Todavía tenía tres materias pendientes, sin embargo no podía pagarlas, el sueldo que tenía en aquel cyber café, no era lo mejor, apenas alcanzaba para lo necesario. Pero era feliz, de pronto Mary volvía a la casa, intenté retenerla muchas veces.
El 17 de diciembre nos llamaron, mi mamá se había desmayado, la habían llevado al hospital. Había sufrido un infarto. Mi papá se hizo cargo de ella todos esos días en el hospital, cada tercer día ibamos las niñas y yo a visitarla, al parecer iba evolucionando bien, pasamos la Navidad visitándola, no recuerdo si celebramos en casa, no recuerdo mucho de esos días, solo que yo iba a trabajar, solo que la rutina se hacía más pesada por tener a mi mamá interna.
La mañana del lunes 28 de diciembre, con un alta ya preprogramada, nos llamaron para informarnos que había fallecido. Fue una noticia impactante, pues esperabamos ir por ella ese día, ya habíamos platicado incluso de llevarla con nosotros si era necesario. Hubo una misa, un entierro por demás solemne, nadie le llevó flores, a penas y mi papá cortó unas bugambilias, porque no había dinero ni para eso.
Me dolió, claro, bastante. No ha habído desde entonces un solo día que deje de pensar en mi madre, de lamentar que no estuve con ella su último día, de pensar hoy en todo lo que ha cambiado mi vida, en lo que he podido construír y a ella no le tocó ver, que no pude darle nada. Pero tambén fue un descanso para mi, un descanso emocional, sus enfermedades mal atendidas apagaron su vida en vida hasta llevarla a la muerte, ese 28 de diciembre de 2009.
No se ni como se me ocurrió, pero nos fuimos a Hermosillo mis niñas y yo a pasar los primeros días del año con mi novio, se que ellas desde el inicio se dieron cuenta que no era el indicado, pero respetaron por sobretodo lo que yo pensaba y sentía.
Continué trabajando, buscando la manera de terminar la universidad. Seguíamos viviendo en la casa de mi tía, hasta que n día me propuse ir a la casa de mis papás, compré todo para limpiarla, había la oportunidad de irnos nuevamente ahí, pero mi papá no quería, a el le daba tristeza, le daba quizás vergüenza de volver ahí, donde tantos malos momentos vivímos.

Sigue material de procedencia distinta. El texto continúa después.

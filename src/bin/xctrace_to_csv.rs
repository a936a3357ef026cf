//! Convert an `xctrace export` XML document to delimited sample rows.
//!
//! Every `row` element of the export becomes one output line:
//! `time;weight;addr;sym;lib;events`.
//!
//! # Usage
//!
//! ```bash
//! xctrace_to_csv time-profile.xml time-profile.csv
//! ```

use clap::Parser;
use std::fs::File;
use std::io::{BufReader, BufWriter, Write};
use std::path::PathBuf;
use std::process::ExitCode;
use xctrace_csv::xctrace::XctraceConverter;

#[derive(Parser, Debug)]
#[command(name = "xctrace_to_csv")]
#[command(about = "Convert an xctrace XML export to delimited sample rows")]
#[command(version)]
struct Args {
    /// Input XML file produced by `xctrace export`
    input: PathBuf,

    /// Output file, created or truncated
    output: PathBuf,
}

fn run(args: Args) -> Result<(), Box<dyn std::error::Error>> {
    // Open input
    let input_file = File::open(&args.input).map_err(|e| {
        format!(
            "Failed to open input file '{}': {}",
            args.input.display(),
            e
        )
    })?;
    let reader = BufReader::new(input_file);

    // Create output, truncating anything left by an earlier run
    let output_file = File::create(&args.output).map_err(|e| {
        format!(
            "Failed to create output file '{}': {}",
            args.output.display(),
            e
        )
    })?;
    let mut writer = BufWriter::new(output_file);

    // Parse and resolve every row
    let mut converter = XctraceConverter::new();
    converter.parse(reader)?;

    converter.write_csv(&mut writer)?;
    writer.flush()?;

    eprintln!(
        "Converted '{}' -> '{}' ({} rows)",
        args.input.display(),
        args.output.display(),
        converter.samples().len()
    );

    Ok(())
}

fn main() -> ExitCode {
    let args = Args::parse();

    match run(args) {
        Ok(()) => ExitCode::SUCCESS,
        Err(e) => {
            eprintln!("Error: {}", e);
            ExitCode::FAILURE
        }
    }
}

Regresé a los días, todo lo que había comprado me lo habían robado, alguien entró a la casa, los espejos estaban estrellados, las televisiones, no había signos de que las puertas hubieran sido abiertas. Había sido el progenitor y su nueva pareja, me lo dijo una vecina. ¿Por qué? Nunca he entendido. Acordamos que quizás era mejor vender la casa, fue mi propuesta, mi papá aceptó, el no tenía voluntad para hacer nada por su casa. Así que sin más puse un anuncio de venta y fue la última vez que fui a esa casa.